# 1951 Ferguson TO-30



## sansert

Guys I am new to the forum and need some opinions. I am talking with a guy about the tractor below. He is asking $3000 for it. He says it runs good and the sheet metal is good. Carb and starter have been rebuilt. I dont know much about tractors but I have been on a couple bush hogging at my cousins. I am trying to find me a reliable tractor to bush my property a few times a year. This guy is real close and will deliver it plus throw in an old bush hog. I know looks dont always mean anything but what do you think? Worth $3000? looks like it needs some work but if it does run good, is it worth that kind of money? Thanks


----------



## Hoodoo Valley

It would look to be a fair deal if it runs great with no issues. What sort of brush hog does it come with? The tractor looks in great shape.


----------



## sansert

Not sure what kind he has. Just told me thru email it was an older one he would throw in with it. He lives about an hour from me so I am trying to decide if its worth the trip to look at it. As far as it running well, pretty much going to have to go see about that. Just needed some help with the price provided it does run well. Thanks


----------



## rsmith335

Looks prety good, I would replace the entire wiring harness, looks skechey. I bought a 
51 8N from a friend for $ 1,500.00. He wanted me to have it. It needed a wiring harness and rear tires, $ 750.00. Depending on the condition of the hog, should be worth $ 400.00 to $ 500.00 . Math looks pretty good. Good luck. Rick


----------



## ontarioparts

*Tractor Starter*

Looks likes a pretty good tractor from the outside. Let the guy change the starter and rebuild the carb, before driving off with it. 

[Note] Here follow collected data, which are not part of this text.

//! Access to a build cache.

use crate::errors::Error;
use lifecycle_data::layer::CacheMetadata;
use std::collections::HashMap;
use std::fs;
use std::path::{Path, PathBuf};

/// A handle to a layer cache from a previous build.
///
/// Volume and image cache implementations live outside this crate; the
/// engine only reads metadata and asks for layer content to be materialized
/// into a destination directory.
pub trait CacheSource {
    fn name(&self) -> &str;

    /// The cache's layer metadata. An empty cache yields the default value.
    fn metadata(&self) -> Result<CacheMetadata, Error>;

    /// Materializes the content of the layer identified by `sha` into
    /// `dest`.
    fn restore_layer(&self, sha: &str, dest: &Path) -> Result<(), Error>;
}

/// In-memory cache for tests: layer content is a map of relative file paths
/// to contents.
#[derive(Default)]
pub struct FakeCache {
    pub name: String,
    pub metadata: CacheMetadata,
    pub layers: HashMap<String, Vec<(PathBuf, String)>>,
}

impl FakeCache {
    pub fn new(metadata: CacheMetadata) -> Self {
        Self {
            name: String::from("fake-cache"),
            metadata,
            layers: HashMap::new(),
        }
    }
}

impl CacheSource for FakeCache {
    fn name(&self) -> &str {
        &self.name
    }

    fn metadata(&self) -> Result<CacheMetadata, Error> {
        Ok(self.metadata.clone())
    }

    fn restore_layer(&self, sha: &str, dest: &Path) -> Result<(), Error> {
        let files = self
            .layers
            .get(sha)
            .ok_or_else(|| Error::Cache(format!("layer with SHA '{sha}' not found")))?;

        for (relative_path, contents) in files {
            let path = dest.join(relative_path);
            if let Some(parent) = path.parent() {
                fs::create_dir_all(parent)?;
            }
            fs::write(path, contents)?;
        }

        Ok(())
    }
}
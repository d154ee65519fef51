//! Logging capability used across the lifecycle phases.

use std::io::Write;
use std::sync::Mutex;
use termcolor::{Color, ColorChoice, ColorSpec, StandardStream, WriteColor};

#[derive(Clone, Copy, Debug, Eq, PartialEq, Ord, PartialOrd)]
pub enum LogLevel {
    Debug,
    Info,
    Warn,
    Error,
}

/// The logging seam of the engine. Phases report progress and classification
/// decisions through this trait; they never write to the console directly.
pub trait Logger {
    fn debug(&self, message: &str);
    fn info(&self, message: &str);
    fn warn(&self, message: &str);
    fn error(&self, message: &str);
}

/// Console logger writing leveled, styled output to stderr.
pub struct ConsoleLogger {
    level: LogLevel,
}

impl ConsoleLogger {
    pub fn new(level: LogLevel) -> Self {
        Self { level }
    }

    fn write(&self, level: LogLevel, message: &str, color: Option<Color>) {
        if level < self.level {
            return;
        }

        let mut stream = StandardStream::stderr(ColorChoice::Auto);

        // Style each line separately so that prefixes added by streaming
        // consumers don't inherit the line color.
        for line in message.split('\n') {
            let mut spec = ColorSpec::new();
            spec.set_fg(color);
            let _ = stream.set_color(&spec);
            let _ = write!(stream, "{line}");
            let _ = stream.reset();
            let _ = writeln!(stream);
        }
        let _ = stream.flush();
    }
}

impl Default for ConsoleLogger {
    fn default() -> Self {
        Self::new(LogLevel::Info)
    }
}

impl Logger for ConsoleLogger {
    fn debug(&self, message: &str) {
        self.write(LogLevel::Debug, message, None);
    }

    fn info(&self, message: &str) {
        self.write(LogLevel::Info, message, None);
    }

    fn warn(&self, message: &str) {
        self.write(LogLevel::Warn, message, Some(Color::Yellow));
    }

    fn error(&self, message: &str) {
        self.write(LogLevel::Error, message, Some(Color::Red));
    }
}

/// Logger that records entries in memory. Intended for tests that assert on
/// classification decisions.
#[derive(Default)]
pub struct MemoryLogger {
    entries: Mutex<Vec<(LogLevel, String)>>,
}

impl MemoryLogger {
    pub fn new() -> Self {
        Self::default()
    }

    pub fn entries(&self) -> Vec<(LogLevel, String)> {
        self.entries
            .lock()
            .unwrap_or_else(std::sync::PoisonError::into_inner)
            .clone()
    }

    pub fn contains(&self, fragment: &str) -> bool {
        self.entries()
            .iter()
            .any(|(_, message)| message.contains(fragment))
    }

    fn push(&self, level: LogLevel, message: &str) {
        self.entries
            .lock()
            .unwrap_or_else(std::sync::PoisonError::into_inner)
            .push((level, String::from(message)));
    }
}

impl Logger for MemoryLogger {
    fn debug(&self, message: &str) {
        self.push(LogLevel::Debug, message);
    }

    fn info(&self, message: &str) {
        self.push(LogLevel::Info, message);
    }

    fn warn(&self, message: &str) {
        self.push(LogLevel::Warn, message);
    }

    fn error(&self, message: &str) {
        self.push(LogLevel::Error, message);
    }
}
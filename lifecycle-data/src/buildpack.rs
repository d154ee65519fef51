use crate::api::ApiVersion;
use crate::group::BuildpackGroup;
use crate::newtypes::lifecycle_newtype;
use serde::Deserialize;
use std::path::PathBuf;

lifecycle_newtype!(
    /// The ID of a buildpack.
    ///
    /// It MUST only contain numbers, letters, and the characters `.`, `/`, and `-`.
    /// It also MUST NOT be `config` or `app`.
    ///
    /// # Examples
    /// ```
    /// use lifecycle_data::buildpack::BuildpackId;
    ///
    /// let id: BuildpackId = "example/node".parse().unwrap();
    /// assert_eq!(id.directory_name(), "example_node");
    ///
    /// let invalid = "app".parse::<BuildpackId>();
    /// assert!(invalid.is_err());
    /// ```
    BuildpackId,
    BuildpackIdError,
    r"^(?!(app|config)$)[[:alnum:]./-]+$"
);

impl BuildpackId {
    /// The form of this ID used as a file system path component.
    ///
    /// Every `/` is replaced by `_`; all other characters pass through.
    pub fn directory_name(&self) -> String {
        self.replace('/', "_")
    }
}

/// A buildpack descriptor, parsed from a `buildpack.toml` file.
///
/// A descriptor with a non-empty `order` describes a meta-buildpack: it has
/// no executable behavior of its own and detection expands its nested order
/// inline into the surrounding group.
#[derive(Deserialize, Clone, Debug)]
pub struct BuildpackDescriptor {
    pub api: ApiVersion,
    pub buildpack: BuildpackInfo,
    #[serde(default)]
    pub order: Vec<BuildpackGroup>,
    /// The directory the descriptor was loaded from. Not part of the
    /// document itself; set by whoever resolved the buildpack on disk.
    #[serde(skip)]
    pub dir: PathBuf,
}

impl BuildpackDescriptor {
    pub fn is_meta(&self) -> bool {
        !self.order.is_empty()
    }
}

#[derive(Deserialize, Clone, Debug)]
pub struct BuildpackInfo {
    pub id: BuildpackId,
    pub name: Option<String>,
    pub version: String,
    pub homepage: Option<String>,
    #[serde(default, rename = "clear-env")]
    pub clear_env: bool,
}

I no not recommend to buy a tractor that don't run. If its simple, let them repair it and you buy a working tractor. A new aftermarket tractor starter for the TO30 is just $162.92, and the carb kit is $42.36. That's not much for them to spend if they will be getting $3000. 

regards
Marlon
Tractor Starter


----------



## shona13

G.Day .
I would say three thousand is about 1800 to much 
The ferguson tractors have a single plate clutch and do not lend themselves to pto driven implements and I am sure if you bought it you would quite quickly learn what this means 
I would suggest you look for a Massey 35 THREE CYLINDER diesel it is much easier to use with pto implements.
Regards 
Hutch.


----------